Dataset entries
• • • •

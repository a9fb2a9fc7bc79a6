//! The repository collaborator contract and the in-memory implementation.

use std::sync::Arc;

use async_trait::async_trait;
use dashmap::DashMap;
use semver::{Version, VersionReq};

use stevedore_core::{Chart, SolverError, SolverResult};

/// Handle to a located chart archive, produced by `locate` and redeemed by
/// `load`
#[derive(Debug, Clone, PartialEq, Eq)]
pub struct ArchiveRef {
    /// Chart name the archive was located under
    pub name: String,
    /// Concrete version the range resolved to
    pub version: Version,
    /// Repository-specific location (URL for HTTP, store key in memory)
    pub location: String,
}

/// A source of chart packages.
///
/// `locate` answers "which concrete archive satisfies this name and range",
/// `load` fetches and parses it. Implementations pick the highest satisfying
/// version. Both calls are bounded by the caller's timeout; neither is
/// retried by the resolver core.
#[async_trait]
pub trait ChartRepository: Send + Sync {
    /// Find the archive for the highest version of `name` satisfying `range`
    async fn locate(&self, name: &str, range: &VersionReq) -> SolverResult<ArchiveRef>;

    /// Fetch and parse a located archive into a chart
    async fn load(&self, archive: &ArchiveRef) -> SolverResult<Chart>;
}

/// In-process chart repository backed by a version-indexed store.
///
/// Used by tests and offline runs; published charts are served back
/// verbatim.
#[derive(Debug, Default)]
pub struct MemoryRepository {
    charts: DashMap<String, Vec<Arc<Chart>>>,
}

impl MemoryRepository {
    pub fn new() -> Self {
        Self::default()
    }

    /// Make a chart available under its manifest name
    pub fn publish(&self, chart: Chart) {
        self.charts
            .entry(chart.manifest.name.clone())
            .or_default()
            .push(Arc::new(chart));
    }

    pub fn chart_count(&self) -> usize {
        self.charts.iter().map(|e| e.value().len()).sum()
    }
}

#[async_trait]
impl ChartRepository for MemoryRepository {
    async fn locate(&self, name: &str, range: &VersionReq) -> SolverResult<ArchiveRef> {
        let Some(versions) = self.charts.get(name) else {
            return Err(SolverError::DependencyLocate {
                name: name.to_string(),
                range: range.to_string(),
            });
        };

        versions
            .iter()
            .filter(|c| range.matches(&c.manifest.version))
            .max_by(|a, b| a.manifest.version.cmp(&b.manifest.version))
            .map(|c| ArchiveRef {
                name: name.to_string(),
                version: c.manifest.version.clone(),
                location: format!("memory://{}/{}", name, c.manifest.version),
            })
            .ok_or_else(|| SolverError::DependencyLocate {
                name: name.to_string(),
                range: range.to_string(),
            })
    }

    async fn load(&self, archive: &ArchiveRef) -> SolverResult<Chart> {
        self.charts
            .get(&archive.name)
            .and_then(|versions| {
                versions
                    .iter()
                    .find(|c| c.manifest.version == archive.version)
                    .map(|c| Chart::clone(c))
            })
            .ok_or_else(|| SolverError::DependencyLoad {
                archive: archive.location.clone(),
                reason: "archive vanished from the store".to_string(),
            })
    }
}
//! Transaction planner: orders resolved state changes into an executable
//! plan.
//!
//! Installs run dependency-first, uninstalls dependent-first, both with
//! lexicographic fingerprint tie-breaks so a fixed resolution always yields
//! a byte-identical plan. A group of co-installed packages that mandatorily
//! require each other has no internal order requirement — the transaction is
//! atomic, the mutual requirement holds the moment it commits — so the group
//! is emitted in lexicographic order. A cycle that runs through an
//! *optional* relation has no such anchor and is a structural defect in the
//! dependency data.

use std::collections::{BTreeMap, BTreeSet};

use async_trait::async_trait;
use petgraph::algo::tarjan_scc;
use petgraph::graph::{DiGraph, NodeIndex};
use petgraph::visit::EdgeRef;
use serde::{Deserialize, Serialize};
use tracing::debug;

use stevedore_core::{Pkg, PkgIndex, PkgState, SolverError, SolverResult};

use crate::graph::DependencyGraph;
use crate::state::Resolution;

/// Ordered install/uninstall sequences derived from one resolution
#[derive(Debug, Clone, PartialEq, Eq, Serialize, Deserialize)]
#[serde(rename_all = "PascalCase")]
pub struct TransactionPlan {
    /// Fingerprints to install, dependencies before dependents
    pub install: Vec<String>,
    /// Fingerprints to uninstall, dependents before dependencies
    pub uninstall: Vec<String>,
}

impl TransactionPlan {
    pub fn is_empty(&self) -> bool {
        self.install.is_empty() && self.uninstall.is_empty()
    }

    /// Serialize the plan; fingerprints round-trip verbatim
    pub fn to_json(&self) -> SolverResult<String> {
        Ok(serde_json::to_string(self)?)
    }

    pub fn from_json(encoded: &str) -> SolverResult<Self> {
        Ok(serde_json::from_str(encoded)?)
    }
}

/// Executes a plan against a cluster. The resolver core only produces plans;
/// implementations of this live with the cluster-facing caller.
#[async_trait]
pub trait Applier: Send + Sync {
    async fn install(&self, pkg: &Pkg) -> SolverResult<()>;
    async fn uninstall(&self, pkg: &Pkg) -> SolverResult<()>;
}

/// Which way a change set is ordered
#[derive(Debug, Clone, Copy, PartialEq, Eq)]
enum OrderDirection {
    /// Prerequisites are dependencies (install them first)
    DependenciesFirst,
    /// Prerequisites are dependents (remove them first)
    DependentsFirst,
}

/// Turns resolutions into ordered transaction plans
pub struct TransactionPlanner<'a> {
    index: &'a PkgIndex,
    graph: &'a DependencyGraph,
}

impl<'a> TransactionPlanner<'a> {
    pub fn new(index: &'a PkgIndex, graph: &'a DependencyGraph) -> Self {
        Self { index, graph }
    }

    /// Split the resolution into change sets and order each one
    pub fn plan(&self, resolution: &Resolution) -> SolverResult<TransactionPlan> {
        let mut install_set = BTreeSet::new();
        let mut uninstall_set = BTreeSet::new();

        for (fingerprint, final_state) in resolution.states() {
            let current = self
                .index
                .current_state(fingerprint)
                .unwrap_or(PkgState::Unknown);
            match final_state {
                PkgState::Present if current != PkgState::Present => {
                    install_set.insert(fingerprint.clone());
                }
                PkgState::Absent if current == PkgState::Present => {
                    uninstall_set.insert(fingerprint.clone());
                }
                _ => {}
            }
        }

        let install = self.order(&install_set, OrderDirection::DependenciesFirst)?;
        let uninstall = self.order(&uninstall_set, OrderDirection::DependentsFirst)?;
        debug!(
            installs = install.len(),
            uninstalls = uninstall.len(),
            "transaction planned"
        );

        Ok(TransactionPlan { install, uninstall })
    }

    /// Topologically order one change set.
    ///
    /// Kahn's algorithm over the strongly-connected-component condensation
    /// of the induced subgraph, with a lexicographic ready queue. Mandatory
    /// mutual-requirement groups collapse into one component and come out in
    /// lexicographic order; a component held together by an optional edge is
    /// a `PlanCycle`.
    fn order(&self, set: &BTreeSet<String>, direction: OrderDirection) -> SolverResult<Vec<String>> {
        if set.is_empty() {
            return Ok(Vec::new());
        }

        // Induced subgraph: edge prerequisite -> dependent, weight = optional
        let mut subgraph: DiGraph<String, bool> = DiGraph::new();
        let mut node_of: BTreeMap<&str, NodeIndex> = BTreeMap::new();
        for member in set {
            node_of.insert(member, subgraph.add_node(member.clone()));
        }
        for member in set {
            let prerequisites: Vec<(String, bool)> = match direction {
                OrderDirection::DependenciesFirst => self
                    .graph
                    .dependencies(member, true)
                    .into_iter()
                    .filter(|dep| set.contains(dep))
                    .map(|dep| {
                        let optional = self.graph.relation_optional(member, &dep).unwrap_or(false);
                        (dep, optional)
                    })
                    .collect(),
                OrderDirection::DependentsFirst => self
                    .graph
                    .dependents(member)
                    .into_iter()
                    .filter(|dep| set.contains(dep))
                    .map(|dep| {
                        let optional = self.graph.relation_optional(&dep, member).unwrap_or(false);
                        (dep, optional)
                    })
                    .collect(),
            };
            for (prerequisite, optional) in prerequisites {
                subgraph.add_edge(node_of[prerequisite.as_str()], node_of[member.as_str()], optional);
            }
        }

        // Components, each with lexicographically sorted members
        let components = tarjan_scc(&subgraph);
        let mut component_of = vec![0usize; subgraph.node_count()];
        let mut members_of: Vec<Vec<String>> = Vec::with_capacity(components.len());
        for (component, nodes) in components.iter().enumerate() {
            let mut members: Vec<String> = nodes
                .iter()
                .filter_map(|&n| subgraph.node_weight(n).cloned())
                .collect();
            members.sort();
            for &node in nodes {
                component_of[node.index()] = component;
            }
            members_of.push(members);
        }

        // A cycle is only orderable when the transaction itself anchors it,
        // which optional relations do not allow
        for edge in subgraph.edge_references() {
            let (source, target) = (edge.source().index(), edge.target().index());
            if component_of[source] == component_of[target] && *edge.weight() {
                return Err(SolverError::PlanCycle {
                    members: members_of[component_of[source]].clone(),
                });
            }
        }

        // Kahn over the condensation, smallest member fingerprint first
        let mut indegree = vec![0usize; members_of.len()];
        let mut successors: Vec<Vec<usize>> = vec![Vec::new(); members_of.len()];
        for edge in subgraph.edge_references() {
            let from = component_of[edge.source().index()];
            let to = component_of[edge.target().index()];
            if from != to {
                successors[from].push(to);
                indegree[to] += 1;
            }
        }

        let mut ready: BTreeSet<(String, usize)> = indegree
            .iter()
            .enumerate()
            .filter(|(_, &degree)| degree == 0)
            .map(|(component, _)| (members_of[component][0].clone(), component))
            .collect();

        let mut ordered = Vec::with_capacity(set.len());
        while let Some((_, component)) = ready.pop_first() {
            ordered.extend(members_of[component].iter().cloned());
            for &next in &successors[component] {
                indegree[next] -= 1;
                if indegree[next] == 0 {
                    ready.insert((members_of[next][0].clone(), next));
                }
            }
        }

        Ok(ordered)
    }
}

• • • •

Copy each line from the entries above that has the word "encoded" in it.

    pub fn from_json(encoded: &str) -> SolverResult<Self> {
        Ok(serde_json::from_str(encoded)?)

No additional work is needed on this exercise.